REQUIRED ACTION =
Could you reproduce every record below exactly as it stands?

DATA FOR THIS EXERCISE =
.....
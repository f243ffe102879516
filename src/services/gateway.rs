//! Robot gateway interface
//!
//! The vendor SDK sits behind this trait. Query calls are async and return
//! their result directly. Command calls return once the command is accepted;
//! their status callbacks arrive later as [`GatewayEvent`]s on the channel the
//! implementation was constructed with, one event at a time.
//!
//! [`GatewayEvent`]: crate::domain::types::GatewayEvent

use crate::domain::types::{MotionCommand, Person, PersonId, SpeechOutcome};
use crate::infra::config::{Config, MotionConfig};
use async_trait::async_trait;

/// Parameters of a focus-follow command
#[derive(Debug, Clone, Copy, PartialEq)]
pub struct FollowParams {
    pub lost_timeout_secs: u64,
    pub max_distance_m: f32,
}

impl FollowParams {
    pub fn from_config(config: &Config) -> Self {
        Self {
            lost_timeout_secs: config.follow_lost_timeout_secs(),
            max_distance_m: config.follow_max_distance_m(),
        }
    }
}

/// Parameters of a navigation command
#[derive(Debug, Clone, Copy, PartialEq)]
pub struct NavigationParams {
    pub coordinate_deviation: f64,
    pub timeout_ms: u64,
}

impl NavigationParams {
    pub fn from_config(config: &Config) -> Self {
        Self {
            coordinate_deviation: config.navigation_coordinate_deviation(),
            timeout_ms: config.navigation_timeout_ms(),
        }
    }
}

/// Movement primitive resolved against the motion configuration
#[derive(Debug, Clone, Copy, PartialEq)]
pub enum Motion {
    GoForward { speed: f32, distance_m: f32 },
    GoBackward { speed: f32 },
    TurnLeft { speed: f32 },
    TurnRight { speed: f32 },
    StopMove,
    MoveHead { horizontal: i32, vertical: i32 },
    ResetHead,
}

impl Motion {
    pub fn resolve(command: MotionCommand, motion: &MotionConfig) -> Self {
        match command {
            MotionCommand::Forward => Motion::GoForward {
                speed: motion.linear_speed,
                distance_m: motion.forward_distance_m,
            },
            MotionCommand::Backward => Motion::GoBackward { speed: motion.linear_speed },
            MotionCommand::TurnLeft => Motion::TurnLeft { speed: motion.turn_left_speed },
            MotionCommand::TurnRight => Motion::TurnRight { speed: motion.turn_right_speed },
            MotionCommand::Stop => Motion::StopMove,
            MotionCommand::HeadUp => Motion::MoveHead {
                horizontal: motion.head_horizontal,
                vertical: motion.head_up_vertical,
            },
            MotionCommand::HeadDown => Motion::MoveHead {
                horizontal: motion.head_horizontal,
                vertical: motion.head_down_vertical,
            },
            MotionCommand::HeadReset => Motion::ResetHead,
        }
    }
}

/// Boundary to the vendor robot SDK
#[async_trait]
pub trait RobotGateway: Send + Sync {
    /// Current person snapshot
    async fn get_all_persons(&self) -> anyhow::Result<Vec<Person>>;

    /// Start following `target`; status arrives as follow status/error events
    fn start_follow(&self, target: PersonId, params: FollowParams) -> anyhow::Result<()>;

    fn stop_follow(&self) -> anyhow::Result<()>;

    /// Subscribe to person-change events. Registering twice is an error.
    fn register_person_listener(&self) -> anyhow::Result<()>;

    fn unregister_person_listener(&self) -> anyhow::Result<()>;

    /// Request the place list; the raw response arrives as a place-list event
    fn request_place_list(&self) -> anyhow::Result<()>;

    fn start_navigation(&self, destination: &str, params: NavigationParams) -> anyhow::Result<()>;

    fn execute_motion(&self, motion: Motion) -> anyhow::Result<()>;

    /// Play `text` and resolve once playback ends
    async fn play_text(&self, utterance_id: &str, text: &str) -> anyhow::Result<SpeechOutcome>;

    fn set_listening(&self, recognize_mode: bool, recognizable: bool) -> anyhow::Result<()>;
}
.....
RESULT FOR THIS EXERCISE =
repository f243ffe102879516
filename src/services/gateway.rs
//! Robot gateway interface
//!
//! The vendor SDK sits behind this trait. Query calls are async and return
//! their result directly. Command calls return once the command is accepted;
//! their status callbacks arrive later as [`GatewayEvent`]s on the channel the
//! implementation was constructed with, one event at a time.
//!
//! [`GatewayEvent`]: crate::domain::types::GatewayEvent

use crate::domain::types::{MotionCommand, Person, PersonId, SpeechOutcome};
use crate::infra::config::{Config, MotionConfig};
use async_trait::async_trait;

/// Parameters of a focus-follow command
#[derive(Debug, Clone, Copy, PartialEq)]
pub struct FollowParams {
    pub lost_timeout_secs: u64,
    pub max_distance_m: f32,
}

impl FollowParams {
    pub fn from_config(config: &Config) -> Self {
        Self {
            lost_timeout_secs: config.follow_lost_timeout_secs(),
            max_distance_m: config.follow_max_distance_m(),
        }
    }
}

/// Parameters of a navigation command
#[derive(Debug, Clone, Copy, PartialEq)]
pub struct NavigationParams {
    pub coordinate_deviation: f64,
    pub timeout_ms: u64,
}

impl NavigationParams {
    pub fn from_config(config: &Config) -> Self {
        Self {
            coordinate_deviation: config.navigation_coordinate_deviation(),
            timeout_ms: config.navigation_timeout_ms(),
        }
    }
}

/// Movement primitive resolved against the motion configuration
#[derive(Debug, Clone, Copy, PartialEq)]
pub enum Motion {
    GoForward { speed: f32, distance_m: f32 },
    GoBackward { speed: f32 },
    TurnLeft { speed: f32 },
    TurnRight { speed: f32 },
    StopMove,
    MoveHead { horizontal: i32, vertical: i32 },
    ResetHead,
}

impl Motion {
    pub fn resolve(command: MotionCommand, motion: &MotionConfig) -> Self {
        match command {
            MotionCommand::Forward => Motion::GoForward {
                speed: motion.linear_speed,
                distance_m: motion.forward_distance_m,
            },
            MotionCommand::Backward => Motion::GoBackward { speed: motion.linear_speed },
            MotionCommand::TurnLeft => Motion::TurnLeft { speed: motion.turn_left_speed },
            MotionCommand::TurnRight => Motion::TurnRight { speed: motion.turn_right_speed },
            MotionCommand::Stop => Motion::StopMove,
            MotionCommand::HeadUp => Motion::MoveHead {
                horizontal: motion.head_horizontal,
                vertical: motion.head_up_vertical,
            },
            MotionCommand::HeadDown => Motion::MoveHead {
                horizontal: motion.head_horizontal,
                vertical: motion.head_down_vertical,
            },
            MotionCommand::HeadReset => Motion::ResetHead,
        }
    }
}

/// Boundary to the vendor robot SDK
#[async_trait]
pub trait RobotGateway: Send + Sync {
    /// Current person snapshot
    async fn get_all_persons(&self) -> anyhow::Result<Vec<Person>>;

    /// Start following `target`; status arrives as follow status/error events
    fn start_follow(&self, target: PersonId, params: FollowParams) -> anyhow::Result<()>;

    fn stop_follow(&self) -> anyhow::Result<()>;

    /// Subscribe to person-change events. Registering twice is an error.
    fn register_person_listener(&self) -> anyhow::Result<()>;

    fn unregister_person_listener(&self) -> anyhow::Result<()>;

    /// Request the place list; the raw response arrives as a place-list event
    fn request_place_list(&self) -> anyhow::Result<()>;

    fn start_navigation(&self, destination: &str, params: NavigationParams) -> anyhow::Result<()>;

    fn execute_motion(&self, motion: Motion) -> anyhow::Result<()>;

    /// Play `text` and resolve once playback ends
    async fn play_text(&self, utterance_id: &str, text: &str) -> anyhow::Result<SpeechOutcome>;

    fn set_listening(&self, recognize_mode: bool, recognizable: bool) -> anyhow::Result<()>;
}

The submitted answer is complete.